BEGIN DATA PROVIDED
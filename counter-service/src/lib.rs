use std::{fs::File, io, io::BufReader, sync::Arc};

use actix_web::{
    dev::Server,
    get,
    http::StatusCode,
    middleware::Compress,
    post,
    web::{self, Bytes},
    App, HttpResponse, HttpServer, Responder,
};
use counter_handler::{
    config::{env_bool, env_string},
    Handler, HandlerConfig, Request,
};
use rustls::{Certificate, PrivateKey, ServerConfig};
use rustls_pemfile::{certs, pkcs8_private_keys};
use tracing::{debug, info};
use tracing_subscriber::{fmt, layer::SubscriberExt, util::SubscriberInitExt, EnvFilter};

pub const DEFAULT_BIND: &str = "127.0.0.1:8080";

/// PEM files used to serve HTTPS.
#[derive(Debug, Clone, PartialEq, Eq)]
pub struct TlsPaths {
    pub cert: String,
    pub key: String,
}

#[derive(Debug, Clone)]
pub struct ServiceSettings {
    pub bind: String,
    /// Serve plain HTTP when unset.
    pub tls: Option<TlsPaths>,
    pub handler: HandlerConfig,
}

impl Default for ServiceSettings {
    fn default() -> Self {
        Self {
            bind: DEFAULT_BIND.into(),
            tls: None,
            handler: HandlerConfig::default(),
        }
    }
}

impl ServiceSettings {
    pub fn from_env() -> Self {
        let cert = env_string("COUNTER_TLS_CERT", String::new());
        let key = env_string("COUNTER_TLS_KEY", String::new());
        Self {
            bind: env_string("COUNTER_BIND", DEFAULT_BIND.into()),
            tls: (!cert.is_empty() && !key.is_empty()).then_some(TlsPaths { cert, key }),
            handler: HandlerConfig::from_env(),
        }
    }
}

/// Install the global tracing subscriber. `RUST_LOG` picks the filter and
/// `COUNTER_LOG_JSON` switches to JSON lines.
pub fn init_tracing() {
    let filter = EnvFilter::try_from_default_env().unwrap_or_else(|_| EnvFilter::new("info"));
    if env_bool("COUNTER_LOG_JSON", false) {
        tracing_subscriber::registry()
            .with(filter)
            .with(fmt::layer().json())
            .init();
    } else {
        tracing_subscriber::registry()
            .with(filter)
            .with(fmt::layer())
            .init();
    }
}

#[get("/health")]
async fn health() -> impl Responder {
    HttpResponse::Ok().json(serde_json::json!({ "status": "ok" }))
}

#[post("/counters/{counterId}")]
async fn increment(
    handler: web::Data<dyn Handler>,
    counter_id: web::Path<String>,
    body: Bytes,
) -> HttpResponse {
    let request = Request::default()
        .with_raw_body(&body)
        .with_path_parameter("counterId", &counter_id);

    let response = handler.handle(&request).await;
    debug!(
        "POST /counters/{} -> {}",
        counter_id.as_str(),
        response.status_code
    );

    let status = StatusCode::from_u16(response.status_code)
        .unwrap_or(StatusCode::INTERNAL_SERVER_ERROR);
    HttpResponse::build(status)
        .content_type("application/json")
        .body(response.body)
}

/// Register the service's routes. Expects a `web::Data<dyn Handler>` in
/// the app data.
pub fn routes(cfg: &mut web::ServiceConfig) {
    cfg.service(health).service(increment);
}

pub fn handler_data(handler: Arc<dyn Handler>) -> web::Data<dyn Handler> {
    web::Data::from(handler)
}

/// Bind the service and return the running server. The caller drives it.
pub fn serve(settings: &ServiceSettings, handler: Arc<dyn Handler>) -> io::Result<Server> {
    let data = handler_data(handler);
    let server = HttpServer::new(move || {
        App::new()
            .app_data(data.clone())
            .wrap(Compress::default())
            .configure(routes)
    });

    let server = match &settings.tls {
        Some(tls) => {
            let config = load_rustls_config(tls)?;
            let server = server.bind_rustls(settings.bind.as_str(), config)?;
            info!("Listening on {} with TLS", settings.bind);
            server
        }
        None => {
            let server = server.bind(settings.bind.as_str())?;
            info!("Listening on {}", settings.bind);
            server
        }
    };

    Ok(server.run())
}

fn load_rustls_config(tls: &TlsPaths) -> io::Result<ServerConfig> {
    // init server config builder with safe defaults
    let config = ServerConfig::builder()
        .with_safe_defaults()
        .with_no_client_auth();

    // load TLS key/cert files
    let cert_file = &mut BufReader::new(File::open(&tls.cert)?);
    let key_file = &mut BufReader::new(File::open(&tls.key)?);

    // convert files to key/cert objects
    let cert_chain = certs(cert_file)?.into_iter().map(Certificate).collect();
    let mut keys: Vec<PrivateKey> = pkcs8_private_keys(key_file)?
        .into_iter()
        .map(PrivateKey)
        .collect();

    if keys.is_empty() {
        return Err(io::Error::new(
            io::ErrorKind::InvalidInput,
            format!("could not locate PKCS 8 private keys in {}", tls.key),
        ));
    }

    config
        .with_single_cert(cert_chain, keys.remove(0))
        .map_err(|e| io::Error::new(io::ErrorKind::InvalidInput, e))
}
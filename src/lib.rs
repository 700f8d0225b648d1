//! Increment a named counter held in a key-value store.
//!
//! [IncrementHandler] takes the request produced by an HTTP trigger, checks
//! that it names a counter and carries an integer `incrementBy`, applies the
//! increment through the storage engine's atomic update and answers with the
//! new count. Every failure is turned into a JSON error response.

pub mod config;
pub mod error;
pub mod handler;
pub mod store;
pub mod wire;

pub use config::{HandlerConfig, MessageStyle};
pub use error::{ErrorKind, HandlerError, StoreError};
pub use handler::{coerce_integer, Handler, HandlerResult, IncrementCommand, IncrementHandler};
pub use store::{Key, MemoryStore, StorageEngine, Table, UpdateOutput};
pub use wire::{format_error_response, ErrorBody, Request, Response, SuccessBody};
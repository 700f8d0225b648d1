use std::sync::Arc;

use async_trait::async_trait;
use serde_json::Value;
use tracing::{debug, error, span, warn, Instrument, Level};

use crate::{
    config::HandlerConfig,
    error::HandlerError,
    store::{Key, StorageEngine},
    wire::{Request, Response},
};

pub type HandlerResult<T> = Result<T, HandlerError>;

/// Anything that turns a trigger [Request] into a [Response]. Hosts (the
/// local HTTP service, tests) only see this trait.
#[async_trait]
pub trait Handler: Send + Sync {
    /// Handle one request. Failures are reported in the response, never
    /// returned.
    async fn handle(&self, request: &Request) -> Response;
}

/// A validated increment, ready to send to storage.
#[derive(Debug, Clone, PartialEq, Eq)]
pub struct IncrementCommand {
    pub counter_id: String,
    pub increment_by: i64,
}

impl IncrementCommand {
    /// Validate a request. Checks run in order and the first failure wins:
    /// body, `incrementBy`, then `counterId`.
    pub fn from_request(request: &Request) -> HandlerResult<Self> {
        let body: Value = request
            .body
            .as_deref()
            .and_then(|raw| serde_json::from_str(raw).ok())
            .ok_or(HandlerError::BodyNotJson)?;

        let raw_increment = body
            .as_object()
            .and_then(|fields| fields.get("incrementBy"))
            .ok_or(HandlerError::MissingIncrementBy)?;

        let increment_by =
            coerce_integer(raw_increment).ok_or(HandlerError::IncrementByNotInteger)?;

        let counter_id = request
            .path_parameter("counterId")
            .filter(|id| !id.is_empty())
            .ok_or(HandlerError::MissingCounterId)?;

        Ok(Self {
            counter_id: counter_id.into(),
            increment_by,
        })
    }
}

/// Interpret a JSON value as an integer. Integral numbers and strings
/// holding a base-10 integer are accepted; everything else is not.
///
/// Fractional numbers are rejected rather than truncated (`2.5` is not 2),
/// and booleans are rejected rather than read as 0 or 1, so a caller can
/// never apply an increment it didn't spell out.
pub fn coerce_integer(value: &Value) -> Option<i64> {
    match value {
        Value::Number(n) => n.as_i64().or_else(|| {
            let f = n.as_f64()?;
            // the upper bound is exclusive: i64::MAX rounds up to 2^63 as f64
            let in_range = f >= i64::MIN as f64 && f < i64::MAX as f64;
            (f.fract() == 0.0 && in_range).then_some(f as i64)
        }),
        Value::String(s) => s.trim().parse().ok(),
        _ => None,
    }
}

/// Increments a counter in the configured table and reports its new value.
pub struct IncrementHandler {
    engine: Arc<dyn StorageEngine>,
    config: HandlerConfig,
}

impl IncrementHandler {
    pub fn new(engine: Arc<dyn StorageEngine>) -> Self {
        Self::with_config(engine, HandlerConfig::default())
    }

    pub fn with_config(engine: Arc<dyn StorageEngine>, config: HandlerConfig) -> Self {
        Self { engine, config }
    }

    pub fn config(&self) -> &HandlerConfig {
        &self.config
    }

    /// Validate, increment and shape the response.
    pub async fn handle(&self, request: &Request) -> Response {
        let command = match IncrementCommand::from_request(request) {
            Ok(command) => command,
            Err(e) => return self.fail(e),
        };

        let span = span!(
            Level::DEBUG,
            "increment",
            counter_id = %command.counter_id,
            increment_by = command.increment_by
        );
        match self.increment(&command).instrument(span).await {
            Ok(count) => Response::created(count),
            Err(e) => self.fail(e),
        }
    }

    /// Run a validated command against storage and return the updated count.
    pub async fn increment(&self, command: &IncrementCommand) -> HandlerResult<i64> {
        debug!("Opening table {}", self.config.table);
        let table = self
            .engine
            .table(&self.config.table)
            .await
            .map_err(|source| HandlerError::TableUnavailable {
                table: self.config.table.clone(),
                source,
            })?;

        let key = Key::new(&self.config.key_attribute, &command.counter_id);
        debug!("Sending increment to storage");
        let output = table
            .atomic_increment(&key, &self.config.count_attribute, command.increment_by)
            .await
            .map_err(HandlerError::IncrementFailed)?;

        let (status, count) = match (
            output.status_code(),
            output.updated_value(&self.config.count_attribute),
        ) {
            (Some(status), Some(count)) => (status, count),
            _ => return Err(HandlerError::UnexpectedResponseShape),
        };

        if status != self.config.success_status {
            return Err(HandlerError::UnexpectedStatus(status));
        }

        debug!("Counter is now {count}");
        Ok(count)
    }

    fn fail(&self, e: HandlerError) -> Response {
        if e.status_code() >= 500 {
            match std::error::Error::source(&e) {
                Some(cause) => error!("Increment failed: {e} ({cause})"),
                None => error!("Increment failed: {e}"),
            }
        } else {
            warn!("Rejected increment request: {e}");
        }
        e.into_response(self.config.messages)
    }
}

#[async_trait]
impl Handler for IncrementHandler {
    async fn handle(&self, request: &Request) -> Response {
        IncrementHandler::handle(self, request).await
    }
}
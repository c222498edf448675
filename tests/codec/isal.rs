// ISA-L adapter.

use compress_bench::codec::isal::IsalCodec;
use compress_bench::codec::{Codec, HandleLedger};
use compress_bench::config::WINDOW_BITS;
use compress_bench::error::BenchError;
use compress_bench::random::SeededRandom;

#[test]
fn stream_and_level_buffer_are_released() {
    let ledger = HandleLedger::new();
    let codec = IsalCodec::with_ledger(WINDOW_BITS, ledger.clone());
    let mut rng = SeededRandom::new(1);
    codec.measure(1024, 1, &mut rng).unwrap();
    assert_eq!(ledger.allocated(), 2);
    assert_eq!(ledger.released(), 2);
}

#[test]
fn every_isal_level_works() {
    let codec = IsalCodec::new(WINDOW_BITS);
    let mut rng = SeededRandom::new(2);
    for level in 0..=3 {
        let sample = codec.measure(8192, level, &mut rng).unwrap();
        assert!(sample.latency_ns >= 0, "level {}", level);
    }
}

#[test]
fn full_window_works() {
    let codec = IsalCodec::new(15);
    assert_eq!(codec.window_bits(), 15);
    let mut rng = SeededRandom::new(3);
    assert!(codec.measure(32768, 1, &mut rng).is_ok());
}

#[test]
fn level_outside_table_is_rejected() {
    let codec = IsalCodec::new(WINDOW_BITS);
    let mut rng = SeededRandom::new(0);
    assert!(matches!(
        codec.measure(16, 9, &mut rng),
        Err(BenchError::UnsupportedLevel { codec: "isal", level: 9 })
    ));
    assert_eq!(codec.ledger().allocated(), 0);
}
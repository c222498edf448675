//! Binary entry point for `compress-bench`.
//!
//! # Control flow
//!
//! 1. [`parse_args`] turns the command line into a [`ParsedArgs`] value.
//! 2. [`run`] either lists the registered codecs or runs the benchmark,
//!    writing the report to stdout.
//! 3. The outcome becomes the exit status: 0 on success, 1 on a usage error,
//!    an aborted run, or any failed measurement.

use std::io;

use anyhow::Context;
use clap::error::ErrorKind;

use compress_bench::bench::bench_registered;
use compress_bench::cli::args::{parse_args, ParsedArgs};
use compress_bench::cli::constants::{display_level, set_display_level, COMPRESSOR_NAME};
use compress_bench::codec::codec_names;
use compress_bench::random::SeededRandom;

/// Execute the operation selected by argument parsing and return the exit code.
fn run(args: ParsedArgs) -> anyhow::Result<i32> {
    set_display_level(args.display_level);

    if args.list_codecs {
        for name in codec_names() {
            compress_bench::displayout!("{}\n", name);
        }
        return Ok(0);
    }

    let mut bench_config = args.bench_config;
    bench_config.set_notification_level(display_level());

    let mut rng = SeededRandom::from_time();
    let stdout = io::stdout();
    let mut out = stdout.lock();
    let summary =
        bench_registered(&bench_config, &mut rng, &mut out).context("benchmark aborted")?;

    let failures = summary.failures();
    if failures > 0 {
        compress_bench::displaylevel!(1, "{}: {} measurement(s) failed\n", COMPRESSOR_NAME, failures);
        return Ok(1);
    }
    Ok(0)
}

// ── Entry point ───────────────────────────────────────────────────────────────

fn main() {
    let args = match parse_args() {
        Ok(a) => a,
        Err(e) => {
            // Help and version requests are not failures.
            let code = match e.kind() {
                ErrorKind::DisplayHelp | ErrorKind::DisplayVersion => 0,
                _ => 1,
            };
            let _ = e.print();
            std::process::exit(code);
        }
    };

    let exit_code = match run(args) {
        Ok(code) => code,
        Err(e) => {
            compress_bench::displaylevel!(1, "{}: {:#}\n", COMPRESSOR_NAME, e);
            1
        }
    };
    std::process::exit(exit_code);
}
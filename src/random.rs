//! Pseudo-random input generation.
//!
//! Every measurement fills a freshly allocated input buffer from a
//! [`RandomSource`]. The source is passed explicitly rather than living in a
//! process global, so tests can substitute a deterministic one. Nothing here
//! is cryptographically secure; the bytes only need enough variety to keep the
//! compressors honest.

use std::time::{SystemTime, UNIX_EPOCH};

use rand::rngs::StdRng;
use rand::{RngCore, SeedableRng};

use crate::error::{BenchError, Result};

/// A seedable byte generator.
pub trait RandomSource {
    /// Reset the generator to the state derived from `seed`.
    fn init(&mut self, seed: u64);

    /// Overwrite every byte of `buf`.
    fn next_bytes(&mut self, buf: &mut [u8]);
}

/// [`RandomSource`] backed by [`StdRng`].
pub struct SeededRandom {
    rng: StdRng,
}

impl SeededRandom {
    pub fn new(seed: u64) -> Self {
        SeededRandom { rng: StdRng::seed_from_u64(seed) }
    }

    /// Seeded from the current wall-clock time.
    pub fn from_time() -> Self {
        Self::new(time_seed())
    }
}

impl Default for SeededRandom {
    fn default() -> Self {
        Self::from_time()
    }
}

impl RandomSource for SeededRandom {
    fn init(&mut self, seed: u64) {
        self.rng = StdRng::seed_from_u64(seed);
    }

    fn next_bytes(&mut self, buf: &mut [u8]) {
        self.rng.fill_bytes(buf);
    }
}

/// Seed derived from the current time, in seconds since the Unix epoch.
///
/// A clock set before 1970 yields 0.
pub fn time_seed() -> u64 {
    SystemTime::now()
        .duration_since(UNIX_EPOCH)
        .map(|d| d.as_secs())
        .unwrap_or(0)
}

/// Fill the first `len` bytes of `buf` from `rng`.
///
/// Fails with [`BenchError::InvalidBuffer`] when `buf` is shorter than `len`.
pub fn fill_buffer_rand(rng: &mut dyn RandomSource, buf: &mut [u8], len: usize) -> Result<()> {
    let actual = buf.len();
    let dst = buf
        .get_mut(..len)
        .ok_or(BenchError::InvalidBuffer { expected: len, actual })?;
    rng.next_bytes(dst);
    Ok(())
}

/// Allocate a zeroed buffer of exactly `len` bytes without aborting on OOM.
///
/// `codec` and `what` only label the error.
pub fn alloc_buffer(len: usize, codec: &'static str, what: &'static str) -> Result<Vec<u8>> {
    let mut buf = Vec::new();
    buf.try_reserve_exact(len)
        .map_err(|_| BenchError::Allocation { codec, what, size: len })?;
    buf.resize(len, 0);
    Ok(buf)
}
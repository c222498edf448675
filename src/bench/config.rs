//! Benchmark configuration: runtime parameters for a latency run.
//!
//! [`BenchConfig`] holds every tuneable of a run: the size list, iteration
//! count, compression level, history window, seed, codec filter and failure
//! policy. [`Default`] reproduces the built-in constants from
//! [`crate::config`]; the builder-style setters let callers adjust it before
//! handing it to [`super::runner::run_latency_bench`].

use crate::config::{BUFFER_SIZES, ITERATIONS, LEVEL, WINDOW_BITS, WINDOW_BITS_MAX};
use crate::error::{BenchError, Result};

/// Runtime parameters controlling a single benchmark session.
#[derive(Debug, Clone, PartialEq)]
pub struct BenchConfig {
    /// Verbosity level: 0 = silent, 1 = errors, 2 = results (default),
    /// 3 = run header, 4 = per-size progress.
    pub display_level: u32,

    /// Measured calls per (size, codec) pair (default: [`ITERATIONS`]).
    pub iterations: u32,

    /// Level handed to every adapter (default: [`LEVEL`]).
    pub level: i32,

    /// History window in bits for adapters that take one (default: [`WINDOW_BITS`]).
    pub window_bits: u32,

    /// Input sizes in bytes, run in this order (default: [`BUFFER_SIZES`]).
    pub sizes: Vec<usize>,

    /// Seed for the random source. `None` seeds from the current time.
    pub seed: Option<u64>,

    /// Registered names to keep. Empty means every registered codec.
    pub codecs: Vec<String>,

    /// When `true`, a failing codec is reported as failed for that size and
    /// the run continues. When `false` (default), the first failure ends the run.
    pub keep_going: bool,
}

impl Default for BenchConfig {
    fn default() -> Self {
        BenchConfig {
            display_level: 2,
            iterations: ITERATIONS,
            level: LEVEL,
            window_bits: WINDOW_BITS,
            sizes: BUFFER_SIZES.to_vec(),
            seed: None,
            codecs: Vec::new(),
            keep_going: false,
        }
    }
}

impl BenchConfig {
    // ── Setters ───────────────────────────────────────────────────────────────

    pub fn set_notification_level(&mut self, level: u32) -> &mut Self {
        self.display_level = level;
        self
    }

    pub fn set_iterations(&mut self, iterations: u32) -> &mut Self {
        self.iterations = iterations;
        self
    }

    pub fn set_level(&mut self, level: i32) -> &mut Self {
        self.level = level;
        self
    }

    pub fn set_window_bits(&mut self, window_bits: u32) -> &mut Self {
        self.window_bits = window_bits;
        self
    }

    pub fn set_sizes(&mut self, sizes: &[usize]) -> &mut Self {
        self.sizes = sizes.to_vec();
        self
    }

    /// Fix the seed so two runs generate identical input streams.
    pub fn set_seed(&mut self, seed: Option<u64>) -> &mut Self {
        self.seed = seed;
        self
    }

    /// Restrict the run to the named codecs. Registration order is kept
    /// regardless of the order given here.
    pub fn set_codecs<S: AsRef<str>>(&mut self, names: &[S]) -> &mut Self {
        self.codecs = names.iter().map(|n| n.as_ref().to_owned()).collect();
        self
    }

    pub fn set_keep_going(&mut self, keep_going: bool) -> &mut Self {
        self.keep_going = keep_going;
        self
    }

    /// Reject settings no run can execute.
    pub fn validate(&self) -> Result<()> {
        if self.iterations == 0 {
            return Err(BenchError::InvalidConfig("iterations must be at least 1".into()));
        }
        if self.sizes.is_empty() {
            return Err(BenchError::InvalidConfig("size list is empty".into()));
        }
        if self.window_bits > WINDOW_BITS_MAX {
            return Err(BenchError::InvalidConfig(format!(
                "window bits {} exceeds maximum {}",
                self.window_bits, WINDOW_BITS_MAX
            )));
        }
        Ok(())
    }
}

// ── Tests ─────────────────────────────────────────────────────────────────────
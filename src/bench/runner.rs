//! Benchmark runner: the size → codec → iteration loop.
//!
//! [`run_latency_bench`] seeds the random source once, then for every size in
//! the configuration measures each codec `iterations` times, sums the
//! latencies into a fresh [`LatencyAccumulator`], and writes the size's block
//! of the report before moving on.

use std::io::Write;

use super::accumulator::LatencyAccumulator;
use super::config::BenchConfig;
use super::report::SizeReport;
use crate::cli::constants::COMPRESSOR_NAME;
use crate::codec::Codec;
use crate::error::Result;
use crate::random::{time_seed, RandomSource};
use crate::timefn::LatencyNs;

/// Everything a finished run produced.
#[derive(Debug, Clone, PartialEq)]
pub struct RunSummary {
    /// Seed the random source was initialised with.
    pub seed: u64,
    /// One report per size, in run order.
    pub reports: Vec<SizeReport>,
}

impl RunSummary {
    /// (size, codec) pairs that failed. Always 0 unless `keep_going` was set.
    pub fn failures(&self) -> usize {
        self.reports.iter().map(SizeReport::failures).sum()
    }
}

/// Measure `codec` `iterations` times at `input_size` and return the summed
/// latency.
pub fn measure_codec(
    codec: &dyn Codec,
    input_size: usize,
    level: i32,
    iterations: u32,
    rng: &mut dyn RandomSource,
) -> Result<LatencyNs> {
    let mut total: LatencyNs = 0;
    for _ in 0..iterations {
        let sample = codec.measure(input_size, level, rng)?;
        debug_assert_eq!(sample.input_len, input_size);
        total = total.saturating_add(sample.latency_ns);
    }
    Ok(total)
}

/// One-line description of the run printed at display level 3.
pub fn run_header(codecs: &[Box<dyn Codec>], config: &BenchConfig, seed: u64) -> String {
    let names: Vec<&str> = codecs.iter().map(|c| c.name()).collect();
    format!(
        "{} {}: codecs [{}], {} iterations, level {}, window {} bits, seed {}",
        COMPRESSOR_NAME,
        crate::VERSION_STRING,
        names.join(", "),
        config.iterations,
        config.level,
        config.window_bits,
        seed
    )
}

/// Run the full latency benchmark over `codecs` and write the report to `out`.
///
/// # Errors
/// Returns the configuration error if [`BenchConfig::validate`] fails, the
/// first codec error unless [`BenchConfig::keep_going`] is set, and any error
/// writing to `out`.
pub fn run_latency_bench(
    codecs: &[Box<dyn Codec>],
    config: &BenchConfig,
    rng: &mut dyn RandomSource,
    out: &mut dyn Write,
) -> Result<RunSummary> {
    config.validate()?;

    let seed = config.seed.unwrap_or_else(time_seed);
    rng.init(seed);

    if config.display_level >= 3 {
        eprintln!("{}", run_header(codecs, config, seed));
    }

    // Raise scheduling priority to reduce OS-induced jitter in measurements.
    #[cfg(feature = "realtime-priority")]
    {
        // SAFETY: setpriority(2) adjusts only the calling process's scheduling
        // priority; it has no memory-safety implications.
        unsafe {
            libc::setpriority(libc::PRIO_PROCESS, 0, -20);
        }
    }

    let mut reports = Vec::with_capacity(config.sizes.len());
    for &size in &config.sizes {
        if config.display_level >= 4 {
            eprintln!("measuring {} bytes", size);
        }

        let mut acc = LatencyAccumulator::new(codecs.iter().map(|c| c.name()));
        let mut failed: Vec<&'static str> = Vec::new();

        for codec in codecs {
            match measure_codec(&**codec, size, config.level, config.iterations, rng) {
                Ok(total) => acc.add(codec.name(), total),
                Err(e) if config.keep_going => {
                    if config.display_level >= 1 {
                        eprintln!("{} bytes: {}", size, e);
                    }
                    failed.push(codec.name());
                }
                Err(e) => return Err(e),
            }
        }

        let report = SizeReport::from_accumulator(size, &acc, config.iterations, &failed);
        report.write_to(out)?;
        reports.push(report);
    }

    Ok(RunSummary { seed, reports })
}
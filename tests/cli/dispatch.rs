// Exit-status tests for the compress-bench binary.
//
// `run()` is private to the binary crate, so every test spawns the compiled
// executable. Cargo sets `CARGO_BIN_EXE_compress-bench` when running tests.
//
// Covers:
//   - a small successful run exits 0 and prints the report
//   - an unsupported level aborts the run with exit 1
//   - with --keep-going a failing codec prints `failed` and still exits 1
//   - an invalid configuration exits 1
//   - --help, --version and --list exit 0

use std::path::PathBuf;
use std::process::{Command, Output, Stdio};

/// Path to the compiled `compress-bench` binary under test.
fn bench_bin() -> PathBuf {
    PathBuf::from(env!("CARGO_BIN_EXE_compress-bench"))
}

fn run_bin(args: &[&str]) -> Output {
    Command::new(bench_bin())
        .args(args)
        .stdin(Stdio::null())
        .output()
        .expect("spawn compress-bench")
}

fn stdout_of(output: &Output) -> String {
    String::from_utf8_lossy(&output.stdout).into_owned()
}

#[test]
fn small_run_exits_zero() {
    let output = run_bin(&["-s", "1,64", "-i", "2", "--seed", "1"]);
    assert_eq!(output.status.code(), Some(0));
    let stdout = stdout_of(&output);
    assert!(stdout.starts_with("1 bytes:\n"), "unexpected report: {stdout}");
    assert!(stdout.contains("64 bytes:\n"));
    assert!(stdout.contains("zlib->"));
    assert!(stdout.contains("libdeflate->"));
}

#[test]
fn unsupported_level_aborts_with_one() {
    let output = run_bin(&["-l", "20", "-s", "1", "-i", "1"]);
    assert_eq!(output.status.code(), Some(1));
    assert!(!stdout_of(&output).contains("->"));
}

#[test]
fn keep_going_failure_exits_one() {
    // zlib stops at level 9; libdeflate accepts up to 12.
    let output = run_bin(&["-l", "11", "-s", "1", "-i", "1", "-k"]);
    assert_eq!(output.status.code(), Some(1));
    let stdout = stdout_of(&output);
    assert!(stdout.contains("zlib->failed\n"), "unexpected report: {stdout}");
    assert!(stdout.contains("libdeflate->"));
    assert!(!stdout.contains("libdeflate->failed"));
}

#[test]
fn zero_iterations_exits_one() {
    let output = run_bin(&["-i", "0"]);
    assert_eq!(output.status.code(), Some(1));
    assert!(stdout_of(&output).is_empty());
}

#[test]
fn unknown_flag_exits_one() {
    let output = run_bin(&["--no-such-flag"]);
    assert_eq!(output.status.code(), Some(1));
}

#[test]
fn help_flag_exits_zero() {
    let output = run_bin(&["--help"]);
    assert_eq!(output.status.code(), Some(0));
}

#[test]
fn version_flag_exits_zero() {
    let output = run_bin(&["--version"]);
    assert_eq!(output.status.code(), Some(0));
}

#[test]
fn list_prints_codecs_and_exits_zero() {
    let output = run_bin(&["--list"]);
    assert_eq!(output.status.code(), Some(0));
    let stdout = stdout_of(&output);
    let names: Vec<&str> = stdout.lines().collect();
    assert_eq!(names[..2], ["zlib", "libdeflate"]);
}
END DATA PROVIDED
* REQUIRED WORK: I need each line from the listing where the word "compiled" occurs.

* EXERCISE RESULT:
// `run()` is private to the binary crate, so every test spawns the compiled
/// Path to the compiled `compress-bench` binary under test.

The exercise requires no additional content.